Знал, что нарушаю заповедь. Какую именно – сказать трудно, но я тут же начал прокручивать это в голове, в надежде, что Бог слышит меня, не отключился. Тут человек, которого нужно утешить, объяснял я тем, кто собрался у меня в мозгах. И объятие не вызывает у меня никаких нецеломудренных мыслей. Я не нарушаю святых преград человеческого тела. Я просто отдаю тепло той, которая в нем нуждается, а она делает то же самое для меня. Флиска у нее была с длинными рукавами, к обнаженной коже я не прикасался.
Когда мы расцепились, краснота у Анны-Мари на глазах прошла.
– А как ты издаешь этот звук?
Я что, издавал какой-то звук?
– Ну, как ты это имя произнес.
– Хафец-Хаим.
– А. Ха-фец Ха-им.
– Мне нельзя тебя этому учить. Это часть тайного знания. Я клятву давал.
– Что, правда?
– Нет. Х-х-х-х-х-х, – сказал я. Он образуется в центральной части рта. Как будто ты хочешь откашляться, а потом добавляешь вибрации.
Она попробовала. Вышло так себе. Но она оказалась упорной. Несколько раз закашлялась, но не бросала.
– Получилось. Получилось!
– Нет, пока не получилось. Тебе еще учиться и учиться.
Она надула губки. Но я видел, что без обид.
– Давай внизу потренируемся, – предложила она. – У нас наверняка найдется что-нибудь, что тебе можно есть.
В кухне она показала мне кучу зерновых батончиков в индивидуальных упаковках. А еще там был пакетик с ирисками «Старберст». Я уже собирался ей сообщить, что они некошерные, но она произнесла с британским акцентом:
– Эти, дружище, прибыли из самой Великобритании.

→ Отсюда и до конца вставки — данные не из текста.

#[cfg(test)]
mod tests {
    use super::*;

    #[test]
    fn happy_path_transitions_are_legal() {
        let mut state = RunState::new(TaskKind::Deck);
        for stage in [
            Stage::Prompting,
            Stage::Awaiting,
            Stage::Parsing,
            Stage::Repairing,
            Stage::Awaiting,
            Stage::Parsing,
            Stage::Validating,
            Stage::PostProcessing,
            Stage::Done,
        ] {
            state.advance(stage).unwrap();
        }
        assert_eq!(state.history().len(), 10);
    }

    #[test]
    fn repairing_is_entered_at_most_once() {
        let mut state = RunState::new(TaskKind::Deck);
        state.advance(Stage::Prompting).unwrap();
        state.advance(Stage::Awaiting).unwrap();
        state.advance(Stage::Repairing).unwrap();
        state.advance(Stage::Awaiting).unwrap();
        assert!(matches!(
            state.advance(Stage::Repairing),
            Err(GenerationError::Internal(_))
        ));
    }

    #[test]
    fn any_live_stage_may_fail_but_terminal_stages_are_final() {
        let mut state = RunState::new(TaskKind::Citations);
        state.advance(Stage::Prompting).unwrap();
        state.advance(Stage::Failed).unwrap();
        assert!(state.advance(Stage::Failed).is_err());
        assert!(state.advance(Stage::Awaiting).is_err());
    }

    #[test]
    fn skipping_validation_is_rejected() {
        let mut state = RunState::new(TaskKind::Deck);
        state.advance(Stage::Prompting).unwrap();
        state.advance(Stage::Awaiting).unwrap();
        state.advance(Stage::Parsing).unwrap();
        assert!(state.advance(Stage::PostProcessing).is_err());
    }

    #[test]
    fn checkpoint_prefers_cancellation_over_timeout() {
        let token = CancellationToken::new();
        token.cancel();
        assert_eq!(
            checkpoint(&token, Instant::now()),
            Err(GenerationError::Cancelled)
        );
        assert_eq!(
            checkpoint(&CancellationToken::new(), Instant::now()),
            Err(GenerationError::Timeout)
        );
    }
}
//! # schema: composed top-level schemas
//!
//! Builds the Deck, CitationResult and Citation schemas out of registry
//! fragments and validates raw provider values against them. Each
//! [`ComposedSchema`] carries the typed root node (for validation) and the
//! rendered strict-mode document (for the transport).

pub mod node;
pub mod validate;

use serde_json::Value;

use crate::model::CitationKind;
use crate::registry::BlockRegistry;
use node::{Field, SchemaNode};
pub use validate::SchemaViolation;
use validate::{JsonPath, Validator};

/// Inclusive bounds on the number of slides in a deck.
#[derive(Debug, Clone, Copy, PartialEq, Eq)]
pub struct SlideBounds {
    pub min: Option<usize>,
    pub max: Option<usize>,
}

impl SlideBounds {
    /// Bounds for decks produced by the engine.
    pub const GENERATED: SlideBounds = SlideBounds {
        min: Some(3),
        max: Some(8),
    };

    /// Caller-supplied decks may have any number of slides.
    pub const UNBOUNDED: SlideBounds = SlideBounds {
        min: None,
        max: None,
    };

    /// Clamp a requested slide count into these bounds.
    pub fn clamp(&self, count: usize) -> usize {
        let count = self.min.map_or(count, |min| count.max(min));
        self.max.map_or(count, |max| count.min(max))
    }
}

#[derive(Debug, Clone)]
pub struct ComposedSchema {
    name: &'static str,
    root: SchemaNode,
    document: Value,
}

impl ComposedSchema {
    fn build(name: &'static str, root: SchemaNode, registry: &BlockRegistry) -> Self {
        let document = root.to_json(registry);
        Self {
            name,
            root,
            document,
        }
    }

    /// Identifier handed to strict-mode providers.
    pub fn name(&self) -> &'static str {
        self.name
    }

    pub fn document(&self) -> &Value {
        &self.document
    }

    pub fn root(&self) -> &SchemaNode {
        &self.root
    }
}

fn slide_node() -> SchemaNode {
    SchemaNode::object(vec![
        Field::required("title", SchemaNode::non_empty_string()),
        Field::required("subtitle", SchemaNode::string()),
        Field::required("blocks", SchemaNode::array(SchemaNode::Block)),
        Field::optional("suggestedImages", SchemaNode::string_list()),
    ])
}

fn deck_node(bounds: SlideBounds) -> SchemaNode {
    SchemaNode::object(vec![
        Field::required("title", SchemaNode::string()),
        Field::required("totalSlides", SchemaNode::integer(Some(0))),
        Field::required(
            "slides",
            SchemaNode::bounded_array(slide_node(), bounds.min, bounds.max),
        ),
    ])
}

fn citation_node() -> SchemaNode {
    let kinds: Vec<&'static str> = CitationKind::ALL.iter().map(|k| k.tag()).collect();
    SchemaNode::object(vec![
        Field::required("type", SchemaNode::one_of(&kinds)),
        Field::required("name", SchemaNode::non_empty_string()),
        Field::required("year", SchemaNode::string()),
        Field::required("fullTitle", SchemaNode::string()),
        Field::required("summary", SchemaNode::string()),
        Field::required("relevance", SchemaNode::number(Some(0.0), Some(100.0))),
        Field::required("url", SchemaNode::string()),
    ])
}

fn citation_result_node() -> SchemaNode {
    SchemaNode::object(vec![
        Field::required("query", SchemaNode::string()),
        Field::required("citations", SchemaNode::array(citation_node())),
        Field::required("totalFound", SchemaNode::integer(Some(0))),
        Field::required("searchTime", SchemaNode::string()),
    ])
}

/// Owns the registry and the composed schemas derived from it. Immutable
/// after construction.
pub struct SchemaComposer {
    registry: BlockRegistry,
    deck: ComposedSchema,
    citation_result: ComposedSchema,
    citation: ComposedSchema,
}

impl Default for SchemaComposer {
    fn default() -> Self {
        Self::new(BlockRegistry::standard())
    }
}

impl SchemaComposer {
    pub fn new(registry: BlockRegistry) -> Self {
        let deck = ComposedSchema::build("deck", deck_node(SlideBounds::GENERATED), &registry);
        let citation_result =
            ComposedSchema::build("citation_result", citation_result_node(), &registry);
        let citation = ComposedSchema::build("citation", citation_node(), &registry);
        Self {
            registry,
            deck,
            citation_result,
            citation,
        }
    }

    pub fn registry(&self) -> &BlockRegistry {
        &self.registry
    }

    /// Schema for engine-generated decks (3 to 8 slides).
    pub fn deck_schema(&self) -> &ComposedSchema {
        &self.deck
    }

    /// Deck schema with caller-chosen slide bounds, e.g.
    /// [`SlideBounds::UNBOUNDED`] for decks edited by hand.
    pub fn deck_schema_with(&self, bounds: SlideBounds) -> ComposedSchema {
        ComposedSchema::build("deck", deck_node(bounds), &self.registry)
    }

    pub fn citation_result_schema(&self) -> &ComposedSchema {
        &self.citation_result
    }

    /// Shape returned by citation detail requests.
    pub fn citation_schema(&self) -> &ComposedSchema {
        &self.citation
    }

    /// Validate `value`, reporting the first offending path.
    pub fn validate(&self, value: &Value, schema: &ComposedSchema) -> Result<(), SchemaViolation> {
        match self.validate_all(value, schema).into_iter().next() {
            Some(first) => Err(first),
            None => Ok(()),
        }
    }

    pub fn validate_all(&self, value: &Value, schema: &ComposedSchema) -> Vec<SchemaViolation> {
        Validator::new(&self.registry).check(&schema.root, value, &JsonPath::root())
    }
}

Она купила их в магазине у Абрамовича.
– Кстати, английский «Старберст» лучше американского, – добавила она.
Мы отнесли свою добычу на диван, устроились и стали смотреть телевизор. Когда включен телевизор, можно ничего не говорить. Телевизор – универсальная штука. Мы просто сидели, смотрели на подсвеченные картинки, и каждый чувствовал, что он не один. Мы сели на противоположных концах дивана, но по ощущениям все равно были рядом. Время от времени переглядывались и улыбались.

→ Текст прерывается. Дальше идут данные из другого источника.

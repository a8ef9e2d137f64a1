use chrono::{DateTime, Local, Locale, Utc};
use serde::{Deserialize, Serialize};

use crate::error::{Error, Result};

/// Timestamp display options, a fixed subset of `Intl.DateTimeFormat`'s.
///
/// Unknown keys are rejected rather than ignored.
#[derive(Deserialize, Serialize, Debug, Clone, Copy, PartialEq, Eq)]
#[serde(rename_all = "camelCase", deny_unknown_fields, default)]
pub struct DateFormat {
    pub weekday: Option<TextWidth>,
    pub year: Option<NumberWidth>,
    pub month: Option<MonthStyle>,
    pub day: Option<NumberWidth>,
    pub hour: Option<NumberWidth>,
    pub minute: Option<NumberWidth>,
    pub second: Option<NumberWidth>,
    pub hour12: bool,
    pub time_zone: TimeZone,
}

impl Default for DateFormat {
    fn default() -> Self {
        Self {
            weekday: None,
            year: None,
            month: Some(MonthStyle::Short),
            day: Some(NumberWidth::Numeric),
            hour: None,
            minute: None,
            second: None,
            hour12: false,
            time_zone: TimeZone::Local,
        }
    }
}

#[derive(Deserialize, Serialize, Debug, Clone, Copy, PartialEq, Eq, Hash)]
#[serde(rename_all = "lowercase")]
pub enum TextWidth {
    Short,
    Long,
}

#[derive(Deserialize, Serialize, Debug, Clone, Copy, PartialEq, Eq, Hash)]
pub enum NumberWidth {
    #[serde(rename = "numeric")]
    Numeric,
    #[serde(rename = "2-digit")]
    TwoDigit,
}

#[derive(Deserialize, Serialize, Debug, Clone, Copy, PartialEq, Eq, Hash)]
pub enum MonthStyle {
    #[serde(rename = "numeric")]
    Numeric,
    #[serde(rename = "2-digit")]
    TwoDigit,
    #[serde(rename = "short")]
    Short,
    #[serde(rename = "long")]
    Long,
}

#[derive(Deserialize, Serialize, Debug, Clone, Copy, PartialEq, Eq, Hash, Default)]
pub enum TimeZone {
    #[default]
    #[serde(rename = "local")]
    Local,
    #[serde(rename = "UTC", alias = "utc")]
    Utc,
}

impl NumberWidth {
    fn spec(self, numeric: &'static str, two_digit: &'static str) -> &'static str {
        match self {
            Self::Numeric => numeric,
            Self::TwoDigit => two_digit,
        }
    }
}

impl DateFormat {
    /// Parse options from a JSON object such as `{"month":"long","year":"numeric"}`.
    pub fn from_json(json: &str) -> Result<Self> {
        Ok(serde_json::from_str(json)?)
    }

    /// Build the `strftime` pattern for these options.
    ///
    /// Textual months read `Tue, Jan 5, 2024`, numeric ones `1/5/2024`;
    /// the time, if any, follows after a comma.
    pub fn pattern(&self) -> String {
        let mut date = String::new();
        match self.month {
            Some(MonthStyle::Short | MonthStyle::Long) => {
                if let Some(weekday) = self.weekday {
                    date.push_str(match weekday {
                        TextWidth::Short => "%a, ",
                        TextWidth::Long => "%A, ",
                    });
                }
                date.push_str(if self.month == Some(MonthStyle::Long) { "%B" } else { "%b" });
                if let Some(day) = self.day {
                    date.push(' ');
                    date.push_str(day.spec("%-d", "%d"));
                }
                if let Some(year) = self.year {
                    date.push_str(", ");
                    date.push_str(year.spec("%Y", "%y"));
                }
            }
            month => {
                let mut parts = vec![];
                if let Some(month) = month {
                    parts.push(if month == MonthStyle::TwoDigit { "%m" } else { "%-m" });
                }
                if let Some(day) = self.day {
                    parts.push(day.spec("%-d", "%d"));
                }
                if let Some(year) = self.year {
                    parts.push(year.spec("%Y", "%y"));
                }
                if let Some(weekday) = self.weekday {
                    date.push_str(match weekday {
                        TextWidth::Short => "%a",
                        TextWidth::Long => "%A",
                    });
                    if !parts.is_empty() {
                        date.push_str(", ");
                    }
                }
                date.push_str(&parts.join("/"));
            }
        }

        let mut time = String::new();
        if let Some(hour) = self.hour {
            time.push_str(match (self.hour12, hour) {
                (true, NumberWidth::Numeric) => "%-I",
                (true, NumberWidth::TwoDigit) => "%I",
                (false, NumberWidth::Numeric) => "%-H",
                (false, NumberWidth::TwoDigit) => "%H",
            });
            if self.minute.is_some() {
                time.push_str(":%M");
                if self.second.is_some() {
                    time.push_str(":%S");
                }
            }
            if self.hour12 {
                time.push_str(" %p");
            }
        }

        match (date.is_empty(), time.is_empty()) {
            (_, true) => date,
            (true, false) => time,
            (false, false) => format!("{date}, {time}"),
        }
    }

    pub fn format(&self, timestamp: &DateTime<Utc>, locale: Locale) -> String {
        let pattern = self.pattern();
        match self.time_zone {
            TimeZone::Utc => timestamp.format_localized(&pattern, locale).to_string(),
            TimeZone::Local => timestamp
                .with_timezone(&Local)
                .format_localized(&pattern, locale)
                .to_string(),
        }
    }
}

/// Parse a locale name, accepting `en-US`, `en_US` and `en_US.UTF-8`.
pub fn parse_locale(name: &str) -> Result<Locale> {
    let trimmed = name
        .split(['.', '@'])
        .next()
        .unwrap_or_default()
        .replace('-', "_");
    Locale::try_from(trimmed.as_str()).map_err(|_| Error::UnknownLocale(name.to_string()))
}

/// Locale of the host environment, falling back to `en_US`.
pub fn host_locale() -> Locale {
    first_known_locale(
        ["LC_ALL", "LC_TIME", "LANG"]
            .iter()
            .filter_map(|key| std::env::var(key).ok()),
    )
    .unwrap_or(Locale::en_US)
}

/// First value naming a locale chrono knows. `C` and empty values are
/// passed over.
fn first_known_locale(values: impl IntoIterator<Item = String>) -> Option<Locale> {
    values
        .into_iter()
        .find_map(|value| parse_locale(&value).ok())
}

Мне очень нравилось, как она на меня смотрит: как будто я единственный человек на всем свете, как будто больше ей никто и не нужен – по крайней мере сейчас. Взгляд ее темно-карих глаз встречался с моим взглядом и не отпускал, задерживался – то есть она готова была смотреть на меня ровно столько, сколько я был готов смотреть на нее, – а это, как вы понимаете, довольно долго.
Второе наше свидание проходило даже удачнее первого, и не только потому, что на сей раз мы сидели под кондиционером.